Language                 Files     Lines   Blanks  Comments     Code Complexity
───────────────────────────────────────────────────────────────────────────────
───────────────────────────────────────────────────────────────────────────────
Total                        0         0        0         0        0          0
───────────────────────────────────────────────────────────────────────────────
Estimated Cost to Develop $0
Estimated Schedule Effort 0.000000 months
Estimated People Required NaN
───────────────────────────────────────────────────────────────────────────────

[elindsey@worktop:~/.bin]
$ cloc test
       1 text file.
       1 unique file.                              
       0 files ignored.

github.com/AlDanial/cloc v 1.84  T=0.01 s (191.1 files/s, 573.4 lines/s)
-------------------------------------------------------------------------------
Language                     files          blank        comment           code
-------------------------------------------------------------------------------
Perl                             1              1              0              2
-------------------------------------------------------------------------------

Expected behavior

It would be neat if scc could use shebang lines for language categorization.

The text was updated successfully, but these errors were encountered:

boyter · 2019-09-29T22:11:56Z

Intentional design choice as you suggest. The first being because the only way scc can determine the file is via the extension and the second is performance. This solves the issue of loading binary files such as scc itself because it has no extension. They usually get identified as a binary file in processing, but this cuts that down.

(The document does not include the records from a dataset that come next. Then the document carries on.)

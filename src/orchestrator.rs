//! Orchestration facade.
//!
//! One call per document: a finite, ordered set of page images in, a
//! finalized `ProcessingJob` out. Pages are analyzed, routed, and executed
//! concurrently (bounded by the resource pools); the caller owns persistence
//! and notification of the returned aggregate.

use std::sync::Arc;

use tokio::sync::mpsc;
use tokio_util::sync::CancellationToken;
use tracing::{debug, info};

use crate::complexity::ComplexityAnalyzer;
use crate::config::OrchestratorConfig;
use crate::error::PageError;
use crate::execution::ExecutionEngine;
use crate::job::{JobEvent, JobTracker, ProcessingJob};
use crate::model::{PageImage, PageOutcome, PageResult};
use crate::registry::BackendRegistry;
use crate::router::{BackendRouter, RoutingMode};

/// One document's worth of work.
pub struct DocumentRequest {
    pub document_id: String,
    /// Ordered page images. Page count is known up front; this is one call,
    /// not a stream.
    pub pages: Vec<PageImage>,
    pub mode: RoutingMode,
    /// Optional document-type hint consulted by Auto routing.
    pub doc_type_hint: Option<String>,
}

/// Top-level orchestrator wiring analyzer, router, engine, and job state.
pub struct Orchestrator {
    analyzer: ComplexityAnalyzer,
    router: Arc<BackendRouter>,
    engine: Arc<ExecutionEngine>,
    registry: Arc<BackendRegistry>,
}

impl Orchestrator {
    /// Build from configuration and a populated registry.
    pub fn new(config: OrchestratorConfig, registry: BackendRegistry) -> Self {
        let config = Arc::new(config);
        let registry = Arc::new(registry);
        let router = Arc::new(BackendRouter::new(
            registry.clone(),
            config.routing.clone(),
            config.ensemble.clone(),
            config.pools.clone(),
        ));
        let engine = Arc::new(ExecutionEngine::new(registry.clone(), config.clone()));
        Self {
            analyzer: ComplexityAnalyzer::new(config.complexity.clone()),
            router,
            engine,
            registry,
        }
    }

    pub fn registry(&self) -> &Arc<BackendRegistry> {
        &self.registry
    }

    /// Process one document to completion (or cancellation).
    ///
    /// Pages run concurrently, bounded by the per-resource-class pools.
    /// Cancelling the token cancels every outstanding page attempt for this
    /// document and releases their pool slots; pages already finalized are
    /// retained in the returned job.
    pub async fn process_document(
        &self,
        request: DocumentRequest,
        cancel: CancellationToken,
        event_tx: mpsc::Sender<JobEvent>,
    ) -> ProcessingJob {
        let tracker = Arc::new(JobTracker::new(&request.document_id, request.pages.len()));
        info!(
            document_id = %request.document_id,
            pages = request.pages.len(),
            mode = ?request.mode,
            "processing document"
        );
        let _ = event_tx
            .send(JobEvent::JobStarted {
                document_id: request.document_id.clone(),
                total_pages: request.pages.len(),
            })
            .await;
        tracker.start();

        let mut handles = Vec::with_capacity(request.pages.len());
        for page in request.pages {
            let analyzer = self.analyzer.clone();
            let router = self.router.clone();
            let engine = self.engine.clone();
            let tracker = tracker.clone();
            let cancel = cancel.clone();
            let event_tx = event_tx.clone();
            let mode = request.mode.clone();
            let hint = request.doc_type_hint.clone();

            handles.push(tokio::spawn(async move {
                let page_number = page.page_number;
                let _ = event_tx.send(JobEvent::PageStarted { page_number }).await;

                let result =
                    process_page(&analyzer, &router, &engine, page, &mode, hint, &cancel).await;

                // A cancelled page never finalized; it is not recorded and
                // leaves no result behind.
                if matches!(result.outcome, PageOutcome::Failed(PageError::Cancelled)) {
                    return;
                }
                let event = match &result.outcome {
                    PageOutcome::Failed(e) => JobEvent::PageFailed {
                        page_number,
                        error: e.to_string(),
                    },
                    _ => JobEvent::PageCompleted {
                        page_number,
                        needs_review: result.needs_review,
                    },
                };
                tracker.record_page(result);
                let _ = event_tx.send(event).await;
            }));
        }

        for handle in handles {
            let _ = handle.await;
        }

        if cancel.is_cancelled() {
            tracker.mark_cancelled();
        }
        let job = tracker.finalize();
        info!(
            document_id = %job.document_id,
            status = ?job.status,
            pages = job.pages.len(),
            "document finalized"
        );
        let _ = event_tx
            .send(JobEvent::JobFinalized {
                document_id: job.document_id.clone(),
                status: job.status,
            })
            .await;
        job
    }
}

/// Analyze, route, and execute one page. Every terminal error becomes the
/// page's outcome; nothing propagates as a panic or early return past here.
async fn process_page(
    analyzer: &ComplexityAnalyzer,
    router: &BackendRouter,
    engine: &ExecutionEngine,
    page: PageImage,
    mode: &RoutingMode,
    doc_type_hint: Option<String>,
    cancel: &CancellationToken,
) -> PageResult {
    let score = match analyzer.analyze(&page) {
        Ok(score) => score,
        // Malformed input is terminal immediately; no retry can fix it.
        Err(e) => {
            return PageResult {
                page_number: page.page_number,
                outcome: PageOutcome::Failed(e),
                attempts: Vec::new(),
                needs_review: false,
            }
        }
    };
    debug!(
        page = page.page_number,
        overall = score.overall,
        classification = %score.classification,
        "page analyzed"
    );

    let plan = match router.route(&score, doc_type_hint.as_deref(), mode) {
        Ok(plan) => plan,
        // Explicit-mode unavailability fails fast, no substitution.
        Err(e) => {
            return PageResult {
                page_number: page.page_number,
                outcome: PageOutcome::Failed(e),
                attempts: Vec::new(),
                needs_review: false,
            }
        }
    };

    engine.execute(&page, &plan, cancel).await
}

That said this is something I have been looking at recently. I was toying around with scc and found the following issue #114

Part of fixing the above would mean that scc is able to determine which files are full matches or not.

At this point files with no extension could be labelled as something like "PotentialSheBang" and inside the worker have the first 100 bytes or so inspected to try and determine the language.

Tokei does this BTW https://github.com/XAMPPRocky/tokei/blob/2c41fdb182b7ba1bcc7c9d1cfc0de569538e7f0d/src/language/language_type.hbs.rs#L458 however I am not sure if that is the correct approach as it appears it would fail with your example #!/usr/bin/env perl

If you can help provide a list of test cases for this I will ensure it makes it into the next release.

elindsey · 2019-09-30T16:57:10Z

Hmm, that Tokei logic is very limited. I think the correct logic is (limited to the first X bytes or so):

Detect if the first two characters are a shebang (no whitespace is allowed before the shebang)
Skip arbitrary whitespace to the first token (whitespace is allowed between the shebang and interpreter)
'basename' the token
If basenamed token is 'env', skip arbitrary whitespace to the next token and use that for language lookup. Else, use basenamed token for the language lookup

cloc has a good list of interpreters it maps to languages - https://github.com/AlDanial/cloc/blob/master/cloc#L7636

I think the minimum set of special ones are perl, perl5, python, python2, python3, php, php5 (I don't believe they did a separate binary for php7). I'm not sure it's worth going down the rabbit hole of mapping python3.3, 3.4, etc...

I can definitely help with test cases. What did you have in mind for test case format - a list of shebangs and what language they should map to, or a collection of sample code files, or something else?

boyter · 2019-09-30T22:29:06Z

Raises the question does #! work with BOM. I would imagine so but something to check.

I cannot read the cloc code sorry. I need to ensure I don't accidentally copy anything due to its use of GPL. Not opposed to GPL but I make this MIT/Unlicense for a specific reason. Just want to ensure that I don't accidentally introduce any issues. Usually it is safe to look at the tokei code though because there is no way to implement the same thing in Go due to the lack of optionals and functional programming.

For test cases all I really need is a list of mappings for test cases. EG

#!/usr/bin/env perl -> perl
#!/usr/bin/perl > perl
#!/usr/bin/php > php
#!/usr/bin/php5 > php
#!/usr/bin/nothing -> Unknown

The more important ones being the positive cases.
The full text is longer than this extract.